In the service of reducing carbon emissions, Democrats have long openly worked to raise the price of fossil fuel energy. They have done so by proposing carbon taxes, cap-and-trade schemes, higher leasing fees, and other measures to jack up costs so people burn less of it. This is why Barack Obama said, in answer to a related question about electricity, that his energy plan would make prices “necessarily skyrocket.” This is why Democratic Rep. Ro Khanna praised BP’s CEO less than six months ago for pledging to reduce oil and gas production by 40% by 2030. Reductions in oil production and rising gasoline prices are part of the Democrats’ agenda and the Paris climate agenda.
There’s even more to it than that. Over the past decade, the Democrats’ overt hostility toward fossil fuels has even driven companies in the industry to sideline production, purely for public relations purposes, while prioritizing meaningless, politically correct carbon emissions goals. How can Democrats suddenly feign outrage at their incredible success in influencing the industry?
Is it a mystery why Democrats aren’t doing a sack dance and celebrating the salvation of planet earth?
There’s the small matter of their political survival, of course. It would be unseemly — like doing a jig at an Irish funeral — to celebrate other people’s pain. And it would cost many Democrats who are secretly jubilant about high gas prices their political careers.

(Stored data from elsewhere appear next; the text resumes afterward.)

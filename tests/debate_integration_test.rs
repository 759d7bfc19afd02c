//! Mocked debate integration tests — exercise the full round protocol with a
//! deterministic stub inference client (no LLM calls, no network).
//!
//! Covers: transcript shape and ordering for both variants, sink/transcript
//! equality, prompt extraction handoff and fallbacks, conversation-history
//! growth, fail-fast configuration checks, per-round debater concurrency,
//! and whole-run failure propagation.

use std::sync::{Arc, Mutex};
use std::time::{Duration, Instant};

use async_trait::async_trait;

use rostrum::agent::{AgentName, AgentProfile};
use rostrum::client::{AgentReply, ChatMessage, Citation, ClientError, InferenceClient};
use rostrum::config::{ConfigError, DebateSettings, EndpointConfig};
use rostrum::orchestrator::{DebateError, DebateOrchestrator};
use rostrum::transcript::{Phase, TranscriptEntry};

#[derive(Debug, Clone)]
struct CallRecord {
    agent: AgentName,
    started: Instant,
    /// Number of messages in the context window sent with the call.
    context_len: usize,
    /// Content of the final (user) message of the context window.
    last_user: String,
}

/// Deterministic stand-in for the inference service.
struct StubClient {
    calls: Mutex<Vec<CallRecord>>,
    /// Whether mediator responses carry [A_PROMPT]/[B_PROMPT] blocks.
    with_markers: bool,
    /// Artificial latency per call, for overlap observation.
    delay: Option<Duration>,
    /// Agent whose calls fail.
    fail_agent: Option<AgentName>,
}

impl StubClient {
    fn new(with_markers: bool) -> Self {
        Self {
            calls: Mutex::new(Vec::new()),
            with_markers,
            delay: None,
            fail_agent: None,
        }
    }

    fn with_delay(mut self, delay: Duration) -> Self {
        self.delay = Some(delay);
        self
    }

    fn failing_for(mut self, agent: AgentName) -> Self {
        self.fail_agent = Some(agent);
        self
    }

    fn calls(&self) -> Vec<CallRecord> {
        self.calls.lock().unwrap().clone()
    }

    fn calls_for(&self, agent: AgentName) -> Vec<CallRecord> {
        self.calls()
            .into_iter()
            .filter(|c| c.agent == agent)
            .collect()
    }
}

#[async_trait]
impl InferenceClient for StubClient {
    async fn complete(
        &self,
        profile: &AgentProfile,
        messages: &[ChatMessage],
    ) -> Result<AgentReply, ClientError> {
        self.calls.lock().unwrap().push(CallRecord {
            agent: profile.name,
            started: Instant::now(),
            context_len: messages.len(),
            last_user: messages.last().map(|m| m.content.clone()).unwrap_or_default(),
        });

        if self.fail_agent == Some(profile.name) {
            return Err(ClientError::RequestFailed("stub failure".into()));
        }
        if let Some(delay) = self.delay {
            tokio::time::sleep(delay).await;
        }

        let (text, citations) = match profile.name {
            AgentName::Mediator if self.with_markers => (
                "Debaters, the user wants to know whether the motion holds. Let's begin!\n\
                 [A_PROMPT]\nArgue in favor, citing sources.\n\
                 [B_PROMPT]\nArgue against, citing the knowledge base."
                    .to_string(),
                vec![],
            ),
            AgentName::Mediator => ("The moderator summarizes the round.".to_string(), vec![]),
            AgentName::A => ("Debater A presents evidence.".to_string(), vec![]),
            AgentName::B => (
                "Debater B counters: 'freedom' [book.txt, chunk 4].".to_string(),
                vec![Citation {
                    filename: "book.txt".into(),
                    chunk: 4,
                    snippet: Some("freedom is a burden".into()),
                }],
            ),
        };
        Ok(AgentReply { text, citations })
    }
}

fn settings(rounds: u32) -> DebateSettings {
    DebateSettings {
        agent_a: EndpointConfig {
            base_url: "http://a.test/v1".into(),
            api_key: "key-a".into(),
        },
        agent_b: EndpointConfig {
            base_url: "http://b.test/v1".into(),
            api_key: "key-b".into(),
        },
        mediator: EndpointConfig {
            base_url: "http://m.test/v1".into(),
            api_key: "key-m".into(),
        },
        rounds,
        paced: false,
    }
}

fn phases(transcript: &[TranscriptEntry]) -> Vec<Phase> {
    transcript.iter().map(|e| e.phase).collect()
}

// ── Batch transcript shape ─────────────────────────────────────────

#[tokio::test]
async fn test_batch_transcript_length_and_order() {
    let orch = DebateOrchestrator::new(settings(3), StubClient::new(true));
    let outcome = orch.run("Is the motion true?").await.unwrap();

    // 1 framing/prompts entry + 3 per round.
    assert_eq!(outcome.transcript.len(), 1 + 3 * 3);
    assert_eq!(outcome.transcript[0].role, AgentName::Mediator);
    assert_eq!(outcome.transcript[0].phase, Phase::Prompts);
    assert_eq!(outcome.transcript[0].round, 1);

    for r in 1..=3u32 {
        let base = 1 + 3 * (r as usize - 1);
        let (a, b, m) = (
            &outcome.transcript[base],
            &outcome.transcript[base + 1],
            &outcome.transcript[base + 2],
        );
        // Within a round: A before B before Mediator, all tagged with r.
        assert_eq!((a.role, a.phase, a.round), (AgentName::A, Phase::Answer, r));
        assert_eq!((b.role, b.phase, b.round), (AgentName::B, Phase::Answer, r));
        assert_eq!(
            (m.role, m.phase, m.round),
            (AgentName::Mediator, Phase::ModeratorNote, r)
        );
    }
}

#[tokio::test]
async fn test_batch_single_round_end_to_end() {
    let client = StubClient::new(true);
    let orch = DebateOrchestrator::new(settings(1), client);
    let outcome = orch.run("Is X true?").await.unwrap();

    // 1 framing + A + B + 1 mediator note; no Next Round entry since r == rounds.
    assert_eq!(outcome.transcript.len(), 4);
    assert!(!phases(&outcome.transcript).contains(&Phase::NextRound));
    assert_eq!(outcome.topic, "Is X true?");

    // Exactly 4 calls: framing, A, B, recap.
    assert_eq!(orch.client().calls().len(), 4);
}

#[tokio::test]
async fn test_citations_propagate_to_entries() {
    let orch = DebateOrchestrator::new(settings(1), StubClient::new(true));
    let outcome = orch.run("Is X true?").await.unwrap();

    let b_entry = outcome
        .transcript
        .iter()
        .find(|e| e.role == AgentName::B)
        .unwrap();
    assert_eq!(b_entry.citations.len(), 1);
    assert_eq!(b_entry.citations[0].filename, "book.txt");
    assert_eq!(b_entry.citations[0].chunk, 4);
}

// ── Streaming: entry set and sink equality ─────────────────────────

#[tokio::test]
async fn test_streaming_sink_matches_transcript() {
    let orch = DebateOrchestrator::new(settings(2), StubClient::new(true));
    let captured: Arc<Mutex<Vec<TranscriptEntry>>> = Arc::new(Mutex::new(Vec::new()));
    let captured_by_sink = Arc::clone(&captured);
    let sink = move |entry: TranscriptEntry| captured_by_sink.lock().unwrap().push(entry);

    let outcome = orch.run_streaming("Is X true?", &sink).await.unwrap();

    // 1 framing + 3 per round + one Next Round for every round but the last.
    assert_eq!(outcome.transcript.len(), 1 + 3 * 2 + 1);
    assert_eq!(*captured.lock().unwrap(), outcome.transcript);

    assert_eq!(
        phases(&outcome.transcript),
        vec![
            Phase::Framing,
            Phase::Answer,
            Phase::Answer,
            Phase::RoundRecap,
            Phase::NextRound,
            Phase::Answer,
            Phase::Answer,
            Phase::RoundRecap,
        ]
    );

    // The Next Round entry belongs to the round it closes.
    let next = outcome
        .transcript
        .iter()
        .find(|e| e.phase == Phase::NextRound)
        .unwrap();
    assert_eq!(next.round, 1);
}

#[tokio::test]
async fn test_streaming_framing_entry_excludes_prompt_blocks() {
    let orch = DebateOrchestrator::new(settings(1), StubClient::new(true));
    let sink = |_: TranscriptEntry| {};
    let outcome = orch.run_streaming("Is X true?", &sink).await.unwrap();

    let framing = &outcome.transcript[0];
    assert_eq!(framing.phase, Phase::Framing);
    assert!(framing.text.contains("Let's begin!"));
    assert!(!framing.text.contains("[A_PROMPT]"));
    assert!(!framing.text.contains("[B_PROMPT]"));
}

// ── Prompt handoff ─────────────────────────────────────────────────

#[tokio::test]
async fn test_extracted_prompts_reach_debaters() {
    let orch = DebateOrchestrator::new(settings(1), StubClient::new(true));
    orch.run("Is X true?").await.unwrap();

    let a_calls = orch.client().calls_for(AgentName::A);
    assert_eq!(a_calls[0].last_user, "Argue in favor, citing sources.");
    let b_calls = orch.client().calls_for(AgentName::B);
    assert_eq!(b_calls[0].last_user, "Argue against, citing the knowledge base.");
}

#[tokio::test]
async fn test_extraction_miss_falls_back_to_defaults() {
    // Mediator never produces marker blocks.
    let orch = DebateOrchestrator::new(settings(2), StubClient::new(false));
    orch.run("Is X true?").await.unwrap();

    let a_calls = orch.client().calls_for(AgentName::A);
    assert_eq!(
        a_calls[0].last_user,
        "Present an opening statement with quotes and citations."
    );
    assert_eq!(a_calls[1].last_user, "Respond briefly with quotes + citations.");
}

#[tokio::test]
async fn test_streaming_extraction_miss_uses_round_instruction() {
    let orch = DebateOrchestrator::new(settings(2), StubClient::new(false));
    let sink = |_: TranscriptEntry| {};
    orch.run_streaming("Is X true?", &sink).await.unwrap();

    let a_calls = orch.client().calls_for(AgentName::A);
    assert_eq!(
        a_calls[1].last_user,
        "Present your argument for round 2 with specific quotes and citations."
    );
}

// ── Conversation-history growth ────────────────────────────────────

#[tokio::test]
async fn test_debater_context_grows_two_messages_per_round() {
    let rounds = 3u32;
    let orch = DebateOrchestrator::new(settings(rounds), StubClient::new(true));
    orch.run("Is X true?").await.unwrap();

    // Round r call context: 1 system + 2 per completed round + this round's
    // user prompt = 2r messages; history after the run is 1 + 2*rounds.
    for agent in [AgentName::A, AgentName::B] {
        let calls = orch.client().calls_for(agent);
        assert_eq!(calls.len(), rounds as usize);
        for (i, call) in calls.iter().enumerate() {
            assert_eq!(call.context_len, 2 * (i + 1), "agent {agent} round {}", i + 1);
        }
    }

    // Mediator: framing (2 messages, never recorded) then one recap per
    // round, each carrying the prior recap exchanges.
    let m_calls = orch.client().calls_for(AgentName::Mediator);
    assert_eq!(m_calls.len(), 1 + rounds as usize);
    assert_eq!(m_calls[0].context_len, 2);
    for (i, call) in m_calls.iter().skip(1).enumerate() {
        assert_eq!(call.context_len, 2 * (i + 1));
    }
}

#[tokio::test]
async fn test_streaming_mediator_history_includes_next_round_exchanges() {
    let rounds = 3u32;
    let orch = DebateOrchestrator::new(settings(rounds), StubClient::new(true));
    let sink = |_: TranscriptEntry| {};
    orch.run_streaming("Is X true?", &sink).await.unwrap();

    // Debaters grow exactly as in batch mode: round r call sees 2r messages.
    for agent in [AgentName::A, AgentName::B] {
        let calls = orch.client().calls_for(agent);
        assert_eq!(calls.len(), rounds as usize);
        for (i, call) in calls.iter().enumerate() {
            assert_eq!(call.context_len, 2 * (i + 1), "agent {agent} round {}", i + 1);
        }
    }

    // Mediator: framing (2 messages, never recorded), then alternating recap
    // and next-round calls, each recorded as an exchange. With 3 rounds that
    // is recap-1, next-1, recap-2, next-2, recap-3: contexts 2, 4, 6, 8, 10.
    let m_calls = orch.client().calls_for(AgentName::Mediator);
    assert_eq!(m_calls.len(), 1 + rounds as usize + (rounds as usize - 1));
    assert_eq!(m_calls[0].context_len, 2);
    for (i, call) in m_calls.iter().skip(1).enumerate() {
        assert_eq!(call.context_len, 2 * (i + 1), "mediator call {}", i + 1);
    }
}

// ── Fail-fast preconditions ────────────────────────────────────────

#[tokio::test]
async fn test_invalid_config_fails_before_any_call() {
    let mut bad = settings(2);
    bad.mediator.api_key = String::new();
    let orch = DebateOrchestrator::new(bad, StubClient::new(true));

    let err = orch.run("Is X true?").await.unwrap_err();
    assert!(matches!(
        err,
        DebateError::Config(ConfigError::EmptyValue("mediator.api_key"))
    ));
    // The precondition check is local: the call counter never moved.
    assert_eq!(orch.client().calls().len(), 0);
}

#[tokio::test]
async fn test_empty_topic_rejected_without_calls() {
    let orch = DebateOrchestrator::new(settings(2), StubClient::new(true));
    let err = orch.run("   ").await.unwrap_err();
    assert!(matches!(err, DebateError::EmptyTopic));
    assert_eq!(orch.client().calls().len(), 0);
}

// ── Concurrency ────────────────────────────────────────────────────

#[tokio::test]
async fn test_debater_calls_overlap_within_a_round() {
    let delay = Duration::from_millis(200);
    let orch = DebateOrchestrator::new(settings(1), StubClient::new(true).with_delay(delay));
    orch.run("Is X true?").await.unwrap();

    let a = &orch.client().calls_for(AgentName::A)[0];
    let b = &orch.client().calls_for(AgentName::B)[0];
    let gap = if a.started > b.started {
        a.started - b.started
    } else {
        b.started - a.started
    };
    // Issued without waiting for one another: both start well inside the
    // other's 200ms call window.
    assert!(gap < delay, "debater calls did not overlap (gap {gap:?})");
}

// ── Failure propagation ────────────────────────────────────────────

#[tokio::test]
async fn test_inference_failure_aborts_run() {
    let orch = DebateOrchestrator::new(
        settings(2),
        StubClient::new(true).failing_for(AgentName::B),
    );
    let err = orch.run("Is X true?").await.unwrap_err();
    match err {
        DebateError::Inference { agent, .. } => assert_eq!(agent, AgentName::B),
        other => panic!("expected inference error, got {other}"),
    }
}

#[tokio::test]
async fn test_streaming_failure_ends_stream_without_terminal_entries() {
    let orch = DebateOrchestrator::new(
        settings(2),
        StubClient::new(true).failing_for(AgentName::Mediator),
    );
    let captured: Arc<Mutex<Vec<TranscriptEntry>>> = Arc::new(Mutex::new(Vec::new()));
    let captured_by_sink = Arc::clone(&captured);
    let sink = move |entry: TranscriptEntry| captured_by_sink.lock().unwrap().push(entry);

    // The very first mediator (framing) call fails: no transcript, no
    // partial emissions.
    let err = orch.run_streaming("Is X true?", &sink).await.unwrap_err();
    assert!(matches!(err, DebateError::Inference { .. }));
    assert!(captured.lock().unwrap().is_empty());
}
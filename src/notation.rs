//! Coordinate move notation: source square, destination square and an
//! optional promotion letter, e.g. `e2e4` or `g7h8q`.

use std::fmt;
use std::str::FromStr;

use crate::game_state::{Role, Square, SquareParseError};

/// A parsed move request, not yet checked against any position.
#[derive(Debug, Clone, Copy, PartialEq, Eq, Hash)]
pub struct UciMove {
    pub from: Square,
    pub to: Square,
    pub promotion: Option<Role>,
}

/// Error when move text is not in coordinate notation.
#[derive(Debug, Clone, PartialEq, Eq, thiserror::Error)]
pub enum NotationError {
    #[error("move must be two squares and an optional promotion letter, found '{0}'")]
    Malformed(String),
    #[error("invalid square in move: {0}")]
    Square(#[from] SquareParseError),
    #[error("invalid promotion letter '{0}'")]
    Promotion(char),
}

impl FromStr for UciMove {
    type Err = NotationError;

    fn from_str(s: &str) -> Result<Self, Self::Err> {
        if !s.is_ascii() || s.len() < 4 {
            return Err(NotationError::Malformed(s.to_string()));
        }

        // A square is a letter followed by digits, so the destination starts
        // at the second letter.
        let split = s
            .char_indices()
            .skip(1)
            .find(|(_, c)| c.is_ascii_alphabetic())
            .map(|(i, _)| i)
            .ok_or_else(|| NotationError::Malformed(s.to_string()))?;
        let (from, rest) = s.split_at(split);

        let (to, promotion) = match rest.char_indices().skip(1).find(|(_, c)| c.is_ascii_alphabetic()) {
            Some((i, _)) if i == rest.len() - 1 => {
                let (to, letter) = rest.split_at(i);
                (to, letter.chars().next())
            }
            Some(_) => return Err(NotationError::Malformed(s.to_string())),
            None => (rest, None),
        };

        let promotion = promotion
            .map(|c| match Role::from_char(c) {
                Some(role) if Role::PROMOTIONS.contains(&role) => Ok(role),
                _ => Err(NotationError::Promotion(c)),
            })
            .transpose()?;

        Ok(UciMove {
            from: from.parse()?,
            to: to.parse()?,
            promotion,
        })
    }
}

/// Display as coordinate notation with a lowercase promotion letter.
impl fmt::Display for UciMove {
    fn fmt(&self, f: &mut fmt::Formatter<'_>) -> fmt::Result {
        write!(f, "{}{}", self.from, self.to)?;
        if let Some(role) = self.promotion {
            write!(f, "{}", role.char())?;
        }
        Ok(())
    }
}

Instead, Democrats are pretending to look for a way to “ease consumers’ pain.”
The liberal Center for American Progress suggests:
The most effective approach is to provide financial relief to consumers who are experiencing an erosion of real income and purchasing power from high energy costs amid overall increases in the cost of living and stagnant wage gains. There are many ways to provide this relief. One is a program of income tax credits for middle- and low-income consumers, which would increase their disposable income by $500 to $1,000 a year.
In lieu of (or in addition to) these tax credits, Congress could provide a “fuel price reliefbate” of up to $450, with low-income consumers receiving the largest benefits. This mechanism, proposed last week by my CAP colleagues, could be funded through a repeal of oil industry tax breaks or a windfall-profits tax on the industry.
Sending more stimulus and “reliefbate” checks to people using money that doesn’t exist and won’t exist for 100 years is not an option for any rational, responsible lawmaker — which puts the plan right up most Democrats’ alley.
“You can’t fool all the people all the time,” said Abe Lincoln. But Democrats are hoping to change that calculus by charging oil companies with being too successful and getting too rich, in an attempt to distract the public.
If people fall for it, they have only themselves to blame when their car becomes too expensive to drive — the deliberate result of policies initiated by Democrats in order to “save the planet” from an unproven hypothetical threat.